▶ [Problem requirements] Using the string "that" as the key, pull each matching line out of the records below.

The data START

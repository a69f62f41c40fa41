//! O5 Multisig Channel
//!
//! Holders controlling a strict majority of all locked voting rights can
//! amend protocol parameters, veto an address, or dissolve the ledger.
//!
//! # Rules
//!
//! 1. **Bounded life**: a command expires after `block_expiry`
//! 2. **Single use**: each nonce executes at most once
//! 3. **Bound signatures**: signers sign a hash over the custody address,
//!    function signature, amended value, expiry and nonce
//! 4. **Majority**: distinct signers must hold more than half of the
//!    cumulative locked tokens in net voting rights
//! 5. **All or nothing**: a command that fails validation consumes nothing

use std::collections::HashSet;

use ed25519_dalek::{Signature, Signer, SigningKey, VerifyingKey};
use serde::{Deserialize, Serialize};
use tracing::{debug, info, warn};

use lib_tokens::TokenLedger;
use lib_types::{Address, Amount, CallContext};

use crate::errors::{precondition, LedgerError, LedgerResult};
use crate::events::LedgerEvent;
use crate::ledger::GovernanceLedger;
use crate::params::ProtocolParam;

/// Domain separator for the command binding hash
const O5_DOMAIN: &[u8] = b"TRUST_LEDGER_O5_V1";

/// Most signatures a command may carry
pub const MAX_O5_SIGNATURES: usize = 5;

pub const O5_VOTE_NO_CONFIDENCE: &str = "O5VoteNoConfidence";
pub const O5_DISSOLVE: &str = "O5DissolveDAO";

// =============================================================================
// COMMAND
// =============================================================================

/// One signer's approval
#[derive(Debug, Clone, PartialEq, Eq, Serialize, Deserialize)]
pub struct O5Signature {
    #[serde(with = "hex::serde")]
    pub public_key: [u8; 32],
    #[serde(with = "hex::serde")]
    pub signature: Vec<u8>,
}

impl O5Signature {
    /// Sign a binding hash with `key`
    pub fn sign(key: &SigningKey, digest: &[u8; 32]) -> Self {
        Self {
            public_key: key.verifying_key().to_bytes(),
            signature: key.sign(digest).to_bytes().to_vec(),
        }
    }
}

/// A signed O5 command
#[derive(Debug, Clone, PartialEq, Eq, Serialize, Deserialize)]
pub struct O5Command {
    /// Last block at which the command may execute
    pub block_expiry: u64,
    #[serde(with = "hex::serde")]
    pub nonce: [u8; 32],
    pub signatures: Vec<O5Signature>,
    pub function_signature: String,
    /// 32-byte big-endian argument: an amount or an address
    #[serde(with = "hex::serde")]
    pub amended_value: [u8; 32],
}

impl O5Command {
    /// Unsigned command
    pub fn new(function_signature: impl Into<String>, amended_value: [u8; 32], block_expiry: u64, nonce: [u8; 32]) -> Self {
        Self {
            block_expiry,
            nonce,
            signatures: Vec::new(),
            function_signature: function_signature.into(),
            amended_value,
        }
    }

    /// Command amending `param` to `value`
    pub fn modify(param: ProtocolParam, value: u128, block_expiry: u64, nonce: [u8; 32]) -> Self {
        Self::new(param.o5_signature(), encode_amount(value), block_expiry, nonce)
    }

    /// Command vetoing `target`
    pub fn vote_no_confidence(target: Address, block_expiry: u64, nonce: [u8; 32]) -> Self {
        Self::new(O5_VOTE_NO_CONFIDENCE, target.0, block_expiry, nonce)
    }

    /// Command dissolving the ledger
    pub fn dissolve(block_expiry: u64, nonce: [u8; 32]) -> Self {
        Self::new(O5_DISSOLVE, [0u8; 32], block_expiry, nonce)
    }

    /// Hash every signer signs, bound to one ledger by its custody address
    pub fn binding_hash(&self, custody: &Address) -> [u8; 32] {
        let mut hasher = blake3::Hasher::new();
        hasher.update(O5_DOMAIN);
        hasher.update(custody.as_bytes());
        hasher.update(&(self.function_signature.len() as u32).to_le_bytes());
        hasher.update(self.function_signature.as_bytes());
        hasher.update(&self.amended_value);
        hasher.update(&self.block_expiry.to_le_bytes());
        hasher.update(&self.nonce);
        *hasher.finalize().as_bytes()
    }

    /// Add `key`'s signature
    pub fn sign(&mut self, key: &SigningKey, custody: &Address) {
        let digest = self.binding_hash(custody);
        self.signatures.push(O5Signature::sign(key, &digest));
    }
}

/// Encode an amount as a 32-byte big-endian value
pub fn encode_amount(value: u128) -> [u8; 32] {
    let mut out = [0u8; 32];
    out[16..].copy_from_slice(&value.to_be_bytes());
    out
}

/// Decode a 32-byte big-endian value that must fit an [`Amount`]
pub fn decode_amount(value: &[u8; 32]) -> LedgerResult<Amount> {
    if value[..16].iter().any(|b| *b != 0) {
        return Err(precondition("amended value does not fit an amount"));
    }
    let mut low = [0u8; 16];
    low.copy_from_slice(&value[16..]);
    Ok(u128::from_be_bytes(low))
}

/// What a command does once authorized
#[derive(Debug, Clone, PartialEq, Eq)]
pub enum O5Action {
    Modify { param: ProtocolParam, value: u128 },
    VoteNoConfidence { target: Address },
    Dissolve,
    /// Accepted and authorized, but does nothing
    Unrecognized,
}

impl O5Action {
    /// Resolve and validate the command's function
    pub fn parse(function_signature: &str, amended_value: &[u8; 32]) -> LedgerResult<Self> {
        if let Some(param) = ProtocolParam::ALL
            .iter()
            .copied()
            .find(|p| p.o5_signature() == function_signature)
        {
            let value = decode_amount(amended_value)?;
            param.validate(value)?;
            return Ok(O5Action::Modify { param, value });
        }

        match function_signature {
            O5_VOTE_NO_CONFIDENCE => {
                let target = Address::new(*amended_value);
                if target.is_zero() {
                    return Err(precondition("cannot veto the zero address"));
                }
                Ok(O5Action::VoteNoConfidence { target })
            }
            O5_DISSOLVE => Ok(O5Action::Dissolve),
            _ => Ok(O5Action::Unrecognized),
        }
    }
}

// =============================================================================
// SIGNATURE RECOVERY
// =============================================================================

/// Host-supplied signature check
pub trait SignatureRecovery {
    /// Address that produced `signature` over `digest`, if valid
    fn recover(&self, digest: &[u8; 32], signature: &O5Signature) -> Option<Address>;
}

The data END

▶ [Result of the task]
//! 5. **All or nothing**: a command that fails validation consumes nothing
/// Decode a 32-byte big-endian value that must fit an [`Amount`]
    /// Address that produced `signature` over `digest`, if valid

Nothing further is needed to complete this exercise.